Cependant, la clé du déséquilibre mensuel réside dans les importations. Le secteur biens d'équipement Il était le protagoniste absolu, avec un augmentation disproportionnée de 409,5 %Ce montant s'élève à 186 millions d'euros. Le rapport souligne que le secteur maritime a été le sous-secteur le plus important et la principale explication de l'excédent des importations du mois. secteur automobile Elle a également contribué de manière significative, avec 66,4 millions d'euros importés, soit 28,8% de plus, se consolidant comme l'un des principaux achats de la région.
Géographiquement, les exportations vers les L'Union européenne, principale destination avec 73,6 % du total (185,7 millions), a diminué de 13,2 %, la France, l'Allemagne, l'Italie et le Portugal étant les clients majoritaires. reste de l'Europe ont augmenté de 3,2 % (25,5 millions), tirées par le Royaume-Uni. Cependant, les exportations vers Amérique a chuté de 30,8 % (19,7 millions), Asia 39,2 % (8,8 millions), la Chine étant la principale cause de cette récente baisse.

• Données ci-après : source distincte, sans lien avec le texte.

//! # Algorithms Module
//!
//! Pure computations used by the discovery loop.
//!
//! - Trailing-gap scan over a checked batch
//! - Splitting the seeded oracle answer back into groups
//! - Paging a query into oracle-sized chunks

pub mod gap;
pub mod paging;

pub use gap::*;
pub use paging::*;
//! # Ports Module
//!
//! Hexagonal architecture ports (inbound API, outbound collaborators).

pub mod inbound;
pub mod outbound;

pub use inbound::*;
pub use outbound::*;
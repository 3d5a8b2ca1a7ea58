//! # Explorer Flow Tests
//!
//! Runs `AddressDiscoveryService` over the real `ExplorerActivityOracle`
//! against a mock explorer that answers `POST /addresses/used` from a fixed
//! set of used addresses.

#[cfg(test)]
mod tests {
    use std::collections::HashSet;
    use std::sync::Arc;

    use address_discovery::{
        AddressDiscoveryApi, AddressDiscoveryService, AddressHash, DiscoveryConfig,
        DiscoveryError, ExplorerActivityOracle, ExplorerConfig, Metrics, MockAddressDeriver,
    };
    use mockito::{Mock, Request, Server, ServerGuard};

    use crate::integration::init_test_logging;

    // =============================================================================
    // TEST FIXTURES
    // =============================================================================

    const SEED: &str = "explorer-flow-seed";

    type ExplorerService = AddressDiscoveryService<MockAddressDeriver, ExplorerActivityOracle>;

    /// Answer every queried address with its membership in `active`.
    fn answer_from(active: HashSet<AddressHash>) -> impl Fn(&Request) -> Vec<u8> + Send + Sync {
        move |request| {
            let queried: Vec<AddressHash> =
                serde_json::from_slice(request.body().unwrap()).unwrap();
            let answer: Vec<bool> = queried.iter().map(|a| active.contains(a)).collect();
            serde_json::to_vec(&answer).unwrap()
        }
    }

    async fn explorer_mock(
        server: &mut ServerGuard,
        active: HashSet<AddressHash>,
        expected_requests: usize,
    ) -> Mock {
        server
            .mock("POST", "/addresses/used")
            .match_header("content-type", "application/json")
            .with_status(200)
            .with_header("content-type", "application/json")
            .with_body_from_request(answer_from(active))
            .expect(expected_requests)
            .create_async()
            .await
    }

    fn service(server: &ServerGuard, config: DiscoveryConfig) -> ExplorerService {
        let deriver = MockAddressDeriver::new(SEED, config.total_groups);
        let oracle =
            ExplorerActivityOracle::new(ExplorerConfig::for_testing(server.url())).unwrap();
        AddressDiscoveryService::new(config, deriver, oracle)
    }

    // =============================================================================
    // FLOWS
    // =============================================================================

    /// Seeds for four groups go out in one request; one group needs a single
    /// extension after activity in the middle of its seed.
    #[tokio::test]
    async fn test_discovery_over_http() {
        init_test_logging();
        let deriver = MockAddressDeriver::new(SEED, 4);

        // Group 1 seeds indexes 5..=9, so index 7 leaves a gap of 2.
        let used = deriver.hash_for(1, 7);
        let mut server = Server::new_async().await;
        let mock = explorer_mock(&mut server, HashSet::from([used.clone()]), 2).await;

        let service = service(&server, DiscoveryConfig::default());
        let report = service.discover_with_report(&[], 5).await.unwrap();

        assert_eq!(report.active_addresses.len(), 1);
        let found = &report.active_addresses[0];
        assert_eq!((found.group, found.index), (1, 7));
        assert_eq!(found.hash, used);

        assert_eq!(report.oracle_requests, 2);
        assert_eq!(report.consumed_indexes, (0..23).collect::<Vec<_>>());
        assert!(report.groups.iter().all(|g| g.gap >= 5));
        mock.assert_async().await;
    }

    /// 20 groups of 5 seeds exceed one page and are split 80 + 20.
    #[tokio::test]
    async fn test_seed_paged_over_http() {
        let mut server = Server::new_async().await;
        let mock = explorer_mock(&mut server, HashSet::new(), 2).await;

        let config = DiscoveryConfig {
            total_groups: 20,
            ..DiscoveryConfig::default()
        };
        let service = service(&server, config);
        let active = service.discover(&[], 5).await.unwrap();

        assert!(active.is_empty());
        mock.assert_async().await;
    }

    #[tokio::test]
    async fn test_check_active_passthrough() {
        let mut server = Server::new_async().await;
        let used: AddressHash = "used-address".to_string();
        let mock = explorer_mock(&mut server, HashSet::from([used.clone()]), 1).await;

        let service = service(&server, DiscoveryConfig::default());
        let results = service
            .check_active(&["fresh".to_string(), used, "other".to_string()])
            .await
            .unwrap();

        assert_eq!(results, vec![false, true, false]);
        mock.assert_async().await;
    }

    /// A persistent explorer outage is retried, then aborts the whole scan.
    #[tokio::test]
    async fn test_explorer_outage_aborts_discovery() {
        let mut server = Server::new_async().await;
        let mock = server
            .mock("POST", "/addresses/used")
            .with_status(502)
            .expect(2)
            .create_async()
            .await;

        let config = ExplorerConfig {
            max_retries: 1,
            ..ExplorerConfig::for_testing(server.url())
        };
        let metrics = Arc::new(Metrics::new());
        let service = AddressDiscoveryService::new(
            DiscoveryConfig::default(),
            MockAddressDeriver::new(SEED, 4),
            ExplorerActivityOracle::new(config).unwrap(),
        )
        .with_metrics(metrics.clone());

        let err = service.discover(&[], 5).await.unwrap_err();

        assert!(matches!(err, DiscoveryError::OracleRequestFailed(_)));
        assert_eq!(metrics.snapshot().discoveries_failed, 1);
        assert_eq!(metrics.snapshot().discoveries_completed, 0);
        mock.assert_async().await;
    }

    /// An explorer that drops results is rejected, never zipped short.
    #[tokio::test]
    async fn test_short_answer_aborts_discovery() {
        let mut server = Server::new_async().await;
        let _mock = server
            .mock("POST", "/addresses/used")
            .with_status(200)
            .with_body("[false, false]")
            .create_async()
            .await;

        let service = service(&server, DiscoveryConfig::default());
        let err = service.discover(&[], 5).await.unwrap_err();

        assert!(err.to_string().contains("misaligned"));
    }
}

La note positive a été donnée par Afrique, avec une augmentation de 28,3% à 11,3 millions.
En ce qui concerne les importations, les achats auprès des UE Elles représentaient un pourcentage exceptionnellement bas de 29,5 % du total (112,1 millions), soit une baisse de 7,9 %. Le rapport souligne clairement l'origine de ce déséquilibre : « les importations excédentaires observées en février 2025 proviennent principalement de Asia: s'élève à 186,1 millions d'euros, ce qui implique une augmentation de 356,9 %Plus précisément, cette augmentation des importations provient principalement Chine".
La tendance se consolide dans l'accumulation annuelle
Les données accumulées de Janvier et février 2025 confirment la tendance négative. Les exportations cantabriques totalisent 492,5 millions d'euros, soit Baisse de 8,9% d'une année sur l'autre (contre une baisse nationale de 0,4 %). Les importations, quant à elles, se sont élevées à 571,5 millions, soit 25,5% de plus qu’à la même période en 2024 (le flux national a augmenté de 4,9%).
En conséquence, la balance commerciale des deux premiers mois de l’année montre une déficit de 79,0 millions d'euros, inversant l’excédent enregistré en 2024.
Au niveau sectoriel, dans l'accumulation, le demi-produits non chimiques exportations de plomb (108,3 millions, -9,7%), suivies par biens d'équipement (98,4 millions, -28,5 %). En importations, biens d'équipement sont à nouveau le principal moteur de la hausse, avec une 165,7% de croissance jusqu'à 212,8 millions, « le secteur maritime étant à nouveau le sous-secteur le plus important ».
Géographiquement, sur la période janvier-février, la balance commerciale a été positive avec l'Europe (103,4 millions), l'Amérique (14,4 millions) et l'Afrique (2,1 millions), mais fortement négatif avec l'Asie, ce qui se traduit par un déficit de 202,3 millions d'euros, la Chine étant à nouveau le principal acteur de l’augmentation des importations.